▶ **Description of the task**
Filter the records, keeping every line that has the string "classes".
[The data — start]
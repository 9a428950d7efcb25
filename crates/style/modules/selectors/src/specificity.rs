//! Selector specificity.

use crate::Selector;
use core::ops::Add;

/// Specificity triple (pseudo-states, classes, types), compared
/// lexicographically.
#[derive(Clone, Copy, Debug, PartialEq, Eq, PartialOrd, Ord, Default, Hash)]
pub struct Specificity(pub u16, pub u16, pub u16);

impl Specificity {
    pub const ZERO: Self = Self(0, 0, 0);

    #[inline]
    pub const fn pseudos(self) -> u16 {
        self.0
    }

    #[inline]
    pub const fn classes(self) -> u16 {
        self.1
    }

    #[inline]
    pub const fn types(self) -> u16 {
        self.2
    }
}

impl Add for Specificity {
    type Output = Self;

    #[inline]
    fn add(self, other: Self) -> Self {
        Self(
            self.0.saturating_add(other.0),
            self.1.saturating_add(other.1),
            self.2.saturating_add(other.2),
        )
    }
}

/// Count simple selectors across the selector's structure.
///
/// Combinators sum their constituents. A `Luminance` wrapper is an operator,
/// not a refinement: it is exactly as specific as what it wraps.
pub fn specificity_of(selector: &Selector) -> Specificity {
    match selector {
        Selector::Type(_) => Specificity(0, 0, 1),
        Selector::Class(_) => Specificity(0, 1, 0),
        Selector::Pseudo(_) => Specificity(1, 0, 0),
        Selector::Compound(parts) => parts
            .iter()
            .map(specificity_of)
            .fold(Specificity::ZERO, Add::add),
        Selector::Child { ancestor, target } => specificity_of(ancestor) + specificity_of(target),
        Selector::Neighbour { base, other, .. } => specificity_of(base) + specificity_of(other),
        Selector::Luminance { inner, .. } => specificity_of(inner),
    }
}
[The data — finish]
[The data — start]
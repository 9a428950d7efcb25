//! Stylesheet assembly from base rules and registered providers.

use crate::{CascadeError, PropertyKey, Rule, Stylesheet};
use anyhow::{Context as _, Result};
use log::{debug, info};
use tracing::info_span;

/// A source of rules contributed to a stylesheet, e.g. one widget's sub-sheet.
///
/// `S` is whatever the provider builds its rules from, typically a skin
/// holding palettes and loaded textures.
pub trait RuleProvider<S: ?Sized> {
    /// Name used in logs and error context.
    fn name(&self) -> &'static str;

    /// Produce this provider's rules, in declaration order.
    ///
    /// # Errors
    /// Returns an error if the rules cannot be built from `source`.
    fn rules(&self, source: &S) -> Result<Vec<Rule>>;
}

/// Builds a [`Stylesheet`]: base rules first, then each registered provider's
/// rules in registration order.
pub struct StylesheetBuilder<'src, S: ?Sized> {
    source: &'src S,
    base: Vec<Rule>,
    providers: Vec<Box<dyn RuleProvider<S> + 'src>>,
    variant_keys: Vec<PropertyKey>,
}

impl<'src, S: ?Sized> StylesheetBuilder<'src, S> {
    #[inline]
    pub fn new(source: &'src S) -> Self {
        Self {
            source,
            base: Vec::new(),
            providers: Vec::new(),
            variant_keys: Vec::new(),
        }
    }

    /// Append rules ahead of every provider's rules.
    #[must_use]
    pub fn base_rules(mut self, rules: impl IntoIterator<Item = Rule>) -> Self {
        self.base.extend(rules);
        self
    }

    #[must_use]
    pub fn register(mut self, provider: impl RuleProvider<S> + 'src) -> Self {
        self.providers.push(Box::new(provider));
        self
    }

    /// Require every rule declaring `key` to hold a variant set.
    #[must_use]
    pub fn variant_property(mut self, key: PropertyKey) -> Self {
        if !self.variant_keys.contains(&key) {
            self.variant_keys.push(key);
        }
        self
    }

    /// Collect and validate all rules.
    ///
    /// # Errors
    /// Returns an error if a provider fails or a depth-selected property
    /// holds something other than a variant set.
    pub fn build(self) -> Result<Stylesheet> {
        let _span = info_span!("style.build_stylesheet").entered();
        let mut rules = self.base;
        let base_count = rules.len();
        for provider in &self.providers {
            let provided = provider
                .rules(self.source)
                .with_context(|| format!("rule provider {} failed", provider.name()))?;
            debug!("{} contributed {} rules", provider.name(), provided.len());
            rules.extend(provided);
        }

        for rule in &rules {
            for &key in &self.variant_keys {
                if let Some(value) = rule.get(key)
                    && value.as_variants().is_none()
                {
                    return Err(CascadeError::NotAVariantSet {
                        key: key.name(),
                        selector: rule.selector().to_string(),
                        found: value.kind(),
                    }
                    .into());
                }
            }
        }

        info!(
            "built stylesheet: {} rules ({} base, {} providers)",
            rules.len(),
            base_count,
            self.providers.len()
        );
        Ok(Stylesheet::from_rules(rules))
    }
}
[The data — finish]
[The data — start]
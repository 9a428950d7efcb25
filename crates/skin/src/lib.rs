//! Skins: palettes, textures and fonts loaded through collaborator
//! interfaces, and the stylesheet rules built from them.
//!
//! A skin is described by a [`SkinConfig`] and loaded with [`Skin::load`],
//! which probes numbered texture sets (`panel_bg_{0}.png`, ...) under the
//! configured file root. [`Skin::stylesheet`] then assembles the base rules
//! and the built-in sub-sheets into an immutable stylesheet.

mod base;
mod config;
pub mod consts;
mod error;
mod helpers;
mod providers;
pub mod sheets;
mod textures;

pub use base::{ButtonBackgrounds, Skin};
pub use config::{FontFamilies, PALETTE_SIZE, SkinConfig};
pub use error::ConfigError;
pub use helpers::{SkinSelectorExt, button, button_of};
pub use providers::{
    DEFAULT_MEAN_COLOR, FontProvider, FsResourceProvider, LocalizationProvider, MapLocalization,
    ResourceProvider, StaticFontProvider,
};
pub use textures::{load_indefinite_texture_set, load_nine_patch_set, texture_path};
[The data — finish]
▶ **Answer to this problem**
/// Specificity triple (pseudo-states, classes, types), compared
    pub const fn classes(self) -> u16 {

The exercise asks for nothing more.